A congenital spinal defect in which part of one or more vertebrae fails to develop completely, leaving a portion of the spinal cord exposed. Spina Bifida can occur anywhere on the spine but is most commonly found in the lower back. The severity of the condition depends on how much nerve tissue is exposed.

Causes and Incidence

The cause of Spina Bifida remains unknown <personal note: Despite the constant regurgitating of the same ideas over and over>, although vitamin deficiency seems to be one of the main factors involved.

In the UK, the number of babies being born with the disorder has been declining recently <Note: read the last 10-15 years>as screening and prevention programmes have come into general use, but the incidence is still about 30 per 100,000 born.

<Note: In plain English. Screening has given parents the option to abort. I was eight years old, watching a programme on TV when my mother came in and found me. I turned to her and said;

"I know I can't do as much as other children, but what I can do I enjoy"

From an eight year old. "what I can do I enjoy". The basis for my objection to abortion on the basis of disability. But this page isn't about that :) >

Types

There are four known distinct forms of Spina Bifida.

Spina Bifida Occulta : The most common and least serious form. Little external evidence apart from a dimple or tuft of hair over the area of the underlying abnormality. Spina Bifida Occulta often goes completely unnoticed in otherwise healthy children, although there are occasionally accompanying abnormalities of the lower part of the spinal cord.

Symptoms of leg weakness, incontinence cold and blue feet may be present from birth or develop later in life.

Meningocele. This form is less severe than myelocele of which more in the next section.

Myelocele. Also know as Myelo-meningocele <Personal note: Me sports fans :)> This is the most serious form of Spina Bifida <I never do anything by halves>

A child with a meningocele is usually severely disabled. The legs are partly or completely paralysed <Yup yup>, with loss of sensation in all areas below the level of the defect <Not true. Motor function yes, sensation no. Sensation and motor functions are lost at different levels. At least mine are>

<NOTE: to those who know me. I do notmean that my motor orcognitive functions are dead from the neck up OK? :)>

;hip dislocation and other leg deformities are common. Hydrocephalus<Yes I wondered when that little beauty would crop up> is a common bedfellow of this condition, excess cerebrospinal fluid <CSF> within the skull, is common and without treatment can result in brain damage <Note: Good excuse for typos too!>

Symptoms. Personal observation. It's usually pretty darned obvious when a child has Spina Bifida Myelocele. The hole in the back exposing the spinal cord at birth is usually a pretty good clue. Other clues are generally overkill, but this is personal opinion.
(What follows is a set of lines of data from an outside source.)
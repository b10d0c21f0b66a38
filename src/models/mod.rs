use chrono::{DateTime, Utc};
use serde::{Deserialize, Serialize};
use std::fmt::Display;

pub mod upstream;
pub mod user_preferences;

pub use user_preferences::{Layout, UserPreferences};

/// Normalized identifier shared by every content variant
///
/// Sources hand out ids of different shapes (UUIDs, IMDB ids, post numbers);
/// they are all converted to strings at ingestion so filtering and ordering
/// never branch on the id type.
#[derive(Debug, Clone, Default, PartialEq, Eq, Hash, PartialOrd, Ord, Serialize, Deserialize)]
#[serde(transparent)]
pub struct ContentId(String);

impl ContentId {
    pub fn new(id: impl Into<String>) -> Self {
        Self(id.into())
    }

    pub fn as_str(&self) -> &str {
        &self.0
    }
}

impl Display for ContentId {
    fn fmt(&self, f: &mut std::fmt::Formatter<'_>) -> std::fmt::Result {
        write!(f, "{}", self.0)
    }
}

impl From<&str> for ContentId {
    fn from(id: &str) -> Self {
        Self(id.to_string())
    }
}

impl From<String> for ContentId {
    fn from(id: String) -> Self {
        Self(id)
    }
}

impl From<u64> for ContentId {
    fn from(id: u64) -> Self {
        Self(id.to_string())
    }
}

/// Category assigned to every item returned by a search
pub const SEARCH_CATEGORY: &str = "search";
/// Category assigned to every article returned by a trending fetch
pub const TRENDING_CATEGORY: &str = "trending";

/// Which of the three sources an item came from
#[derive(Debug, Clone, Copy, Serialize, Deserialize, PartialEq, Eq, Hash)]
#[serde(rename_all = "lowercase")]
pub enum ContentKind {
    News,
    Movie,
    Social,
}

impl Display for ContentKind {
    fn fmt(&self, f: &mut std::fmt::Formatter<'_>) -> std::fmt::Result {
        match self {
            ContentKind::News => write!(f, "news"),
            ContentKind::Movie => write!(f, "movie"),
            ContentKind::Social => write!(f, "social"),
        }
    }
}

/// Publisher of a news article
#[derive(Debug, Clone, Serialize, Deserialize, PartialEq)]
pub struct ArticleSource {
    pub id: Option<String>,
    pub name: String,
}

/// A news article
#[derive(Debug, Clone, Serialize, Deserialize, PartialEq)]
pub struct NewsItem {
    pub id: ContentId,
    pub source: ArticleSource,
    pub author: Option<String>,
    pub title: String,
    pub description: String,
    pub url: String,
    pub image_url: Option<String>,
    pub published_at: Option<DateTime<Utc>>,
    pub content: Option<String>,
    pub category: String,
}

/// A single third-party rating of a movie
#[derive(Debug, Clone, Serialize, Deserialize, PartialEq)]
pub struct MovieRating {
    pub source: String,
    pub value: String,
}

/// A movie listing, optionally enriched with detail fields
#[derive(Debug, Clone, Serialize, Deserialize, PartialEq, Default)]
pub struct MovieItem {
    pub id: ContentId,
    pub title: String,
    pub year: String,
    pub poster: Option<String>,
    pub item_type: String,
    pub external_id: String,
    pub category: String,
    #[serde(default, skip_serializing_if = "Option::is_none")]
    pub runtime: Option<String>,
    #[serde(default, skip_serializing_if = "Option::is_none")]
    pub genre: Option<String>,
    #[serde(default, skip_serializing_if = "Option::is_none")]
    pub director: Option<String>,
    #[serde(default, skip_serializing_if = "Option::is_none")]
    pub writer: Option<String>,
    #[serde(default, skip_serializing_if = "Option::is_none")]
    pub actors: Option<String>,
    #[serde(default, skip_serializing_if = "Option::is_none")]
    pub plot: Option<String>,
    #[serde(default, skip_serializing_if = "Option::is_none")]
    pub language: Option<String>,
    #[serde(default, skip_serializing_if = "Option::is_none")]
    pub country: Option<String>,
    #[serde(default, skip_serializing_if = "Option::is_none")]
    pub rated: Option<String>,
    #[serde(default, skip_serializing_if = "Option::is_none")]
    pub released: Option<String>,
    #[serde(default, skip_serializing_if = "Option::is_none")]
    pub awards: Option<String>,
    #[serde(default, skip_serializing_if = "Vec::is_empty")]
    pub ratings: Vec<MovieRating>,
    #[serde(default, skip_serializing_if = "Option::is_none")]
    pub imdb_rating: Option<String>,
    #[serde(default, skip_serializing_if = "Option::is_none")]
    pub metascore: Option<String>,
    #[serde(default, skip_serializing_if = "Option::is_none")]
    pub box_office: Option<String>,
}

impl MovieItem {
    /// Release year as a number; ranges such as "2020-2022" yield their start
    pub fn release_year(&self) -> Option<i32> {
        self.year
            .split(['-', '–'])
            .next()
            .and_then(|y| y.trim().parse().ok())
    }

    /// IMDB rating as a number, `None` for "N/A" or missing ratings
    pub fn rating_value(&self) -> Option<f32> {
        self.imdb_rating.as_deref().and_then(|r| r.parse().ok())
    }
}

/// A mock social media post
#[derive(Debug, Clone, Serialize, Deserialize, PartialEq)]
pub struct SocialPost {
    pub id: ContentId,
    pub user_id: u32,
    pub title: String,
    pub body: String,
    pub image: Option<String>,
    pub username: String,
    pub handle: Option<String>,
    pub avatar: Option<String>,
    pub category: String,
    pub timestamp: DateTime<Utc>,
    pub likes: u32,
    pub comments: u32,
    pub shares: u32,
    #[serde(default)]
    pub trending: bool,
}

/// Any item the dashboard can display
#[derive(Debug, Clone, Serialize, Deserialize, PartialEq)]
#[serde(tag = "kind", rename_all = "lowercase")]
pub enum ContentItem {
    News(NewsItem),
    Movie(MovieItem),
    Social(SocialPost),
}

impl ContentItem {
    pub fn id(&self) -> &ContentId {
        match self {
            ContentItem::News(item) => &item.id,
            ContentItem::Movie(item) => &item.id,
            ContentItem::Social(item) => &item.id,
        }
    }

    pub fn category(&self) -> &str {
        match self {
            ContentItem::News(item) => &item.category,
            ContentItem::Movie(item) => &item.category,
            ContentItem::Social(item) => &item.category,
        }
    }

    pub fn kind(&self) -> ContentKind {
        match self {
            ContentItem::News(_) => ContentKind::News,
            ContentItem::Movie(_) => ContentKind::Movie,
            ContentItem::Social(_) => ContentKind::Social,
        }
    }

    /// Re-tags the item, used when search results are merged into one list
    pub fn with_category(mut self, category: &str) -> Self {
        match &mut self {
            ContentItem::News(item) => item.category = category.to_string(),
            ContentItem::Movie(item) => item.category = category.to_string(),
            ContentItem::Social(item) => item.category = category.to_string(),
        }
        self
    }
}

impl From<NewsItem> for ContentItem {
    fn from(item: NewsItem) -> Self {
        ContentItem::News(item)
    }
}

impl From<MovieItem> for ContentItem {
    fn from(item: MovieItem) -> Self {
        ContentItem::Movie(item)
    }
}

impl From<SocialPost> for ContentItem {
    fn from(item: SocialPost) -> Self {
        ContentItem::Social(item)
    }
}

/// The three collections produced by one fetch-all cycle
#[derive(Debug, Clone, Default, Serialize, Deserialize, PartialEq)]
pub struct ContentSet {
    pub news: Vec<NewsItem>,
    pub movies: Vec<MovieItem>,
    pub social: Vec<SocialPost>,
}

impl ContentSet {
    pub fn is_empty(&self) -> bool {
        self.news.is_empty() && self.movies.is_empty() && self.social.is_empty()
    }

    pub fn len(&self) -> usize {
        self.news.len() + self.movies.len() + self.social.len()
    }
}

#[cfg(test)]
pub(crate) mod fixtures {
    use super::*;

    pub fn news(id: &str, category: &str) -> NewsItem {
        NewsItem {
            id: ContentId::from(id),
            source: ArticleSource {
                id: None,
                name: "Wire".to_string(),
            },
            author: Some("Reporter".to_string()),
            title: format!("Headline {}", id),
            description: "Summary".to_string(),
            url: format!("https://example.com/{}", id),
            image_url: None,
            published_at: None,
            content: None,
            category: category.to_string(),
        }
    }

    pub fn movie(id: &str, category: &str, year: &str) -> MovieItem {
        MovieItem {
            id: ContentId::from(id),
            title: format!("Movie {}", id),
            year: year.to_string(),
            item_type: "movie".to_string(),
            external_id: id.to_string(),
            category: category.to_string(),
            ..Default::default()
        }
    }

    pub fn post(id: u64, category: &str, trending: bool) -> SocialPost {
        SocialPost {
            id: ContentId::from(id),
            user_id: 1,
            title: String::new(),
            body: format!("Post number {}", id),
            image: None,
            username: "Alice Johnson".to_string(),
            handle: Some("@alicej".to_string()),
            avatar: None,
            category: category.to_string(),
            timestamp: Utc::now(),
            likes: 10,
            comments: 1,
            shares: 1,
            trending,
        }
    }
}

#[cfg(test)]
mod tests {
    use super::fixtures::*;
    use super::*;

    #[test]
    fn test_content_id_display() {
        assert_eq!(format!("{}", ContentId::from(42u64)), "42");
        assert_eq!(ContentId::from("tt0133093").as_str(), "tt0133093");
    }

    #[test]
    fn test_content_id_serializes_as_plain_string() {
        let json = serde_json::to_string(&ContentId::from("abc")).unwrap();
        assert_eq!(json, r#""abc""#);
    }

    #[test]
    fn test_content_item_tagged_by_kind() {
        let item = ContentItem::from(post(3, "Fitness", false));
        let json = serde_json::to_value(&item).unwrap();
        assert_eq!(json["kind"], "social");
        assert_eq!(json["id"], "3");

        let back: ContentItem = serde_json::from_value(json).unwrap();
        assert_eq!(back.kind(), ContentKind::Social);
        assert_eq!(back.category(), "Fitness");
    }

    #[test]
    fn test_with_category_retags_every_variant() {
        let items = vec![
            ContentItem::from(news("a", "sports")),
            ContentItem::from(movie("tt1", "action", "1999")),
            ContentItem::from(post(1, "Technology", true)),
        ];
        for item in items {
            assert_eq!(item.with_category(SEARCH_CATEGORY).category(), "search");
        }
    }

    #[test]
    fn test_release_year_handles_ranges() {
        assert_eq!(movie("tt1", "drama", "2021").release_year(), Some(2021));
        assert_eq!(movie("tt2", "drama", "2020-2022").release_year(), Some(2020));
        assert_eq!(movie("tt3", "drama", "2019–").release_year(), Some(2019));
        assert_eq!(movie("tt4", "drama", "N/A").release_year(), None);
    }

    #[test]
    fn test_rating_value_ignores_not_available() {
        let mut m = movie("tt1", "drama", "2021");
        m.imdb_rating = Some("8.7".to_string());
        assert_eq!(m.rating_value(), Some(8.7));
        m.imdb_rating = Some("N/A".to_string());
        assert_eq!(m.rating_value(), None);
    }
}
Encephalocele. This is a rare disorder, related to Spina Bifida where brain tissue protrudes through the skull. Brain damage is usually severe. Another form is where the brain fails to develop, beyond a small nodule on the spinal cord operating the autonomic functions only.

Diagnosis. By ultrasound and or blood tests during pregnancy. High levels of alpha-fetoprotein in the amniotic fluid or maternal bloodstream may indicate Spina Bifida.

As previously noted, after birth Spina Bifida is pretty easy to spot. At least in the more severe forms that are actually disabling to the infant.

Treatment. Closure of the defect to prevent further damage to the nerves and spinal cord. Depending on the severity the child will probably survive, but may have a degree of disability. If Hydrocephalus develops, a shunt <tube and valve mechanism> is inserted into the skull to relieve pressure on the brain. <Note: In infancy the fluid is drained to the stomach, later in life it is diverted to the carotid artery and disperses into the bloodstream>

Mobility and independance are encouraged by physiotherapy. Depending on severity, walking aids and/or a wheelchair may be needed. Special schooling may be required in cases where there is a degree of mental disability.

This has been a personalised look at Spina Bifida based on an entry in a medical encyclopaedia. For a specific look at an offical site, which is still pitched at an acceptable level, please visit the ASBAH Spina Bifidapage.


Related pages :)

A Personal look at Hydrocephalus
International Federation for Hydrocephalus and Spina Bifida
Association of Spina Bifida and Hydrocephalus (UK)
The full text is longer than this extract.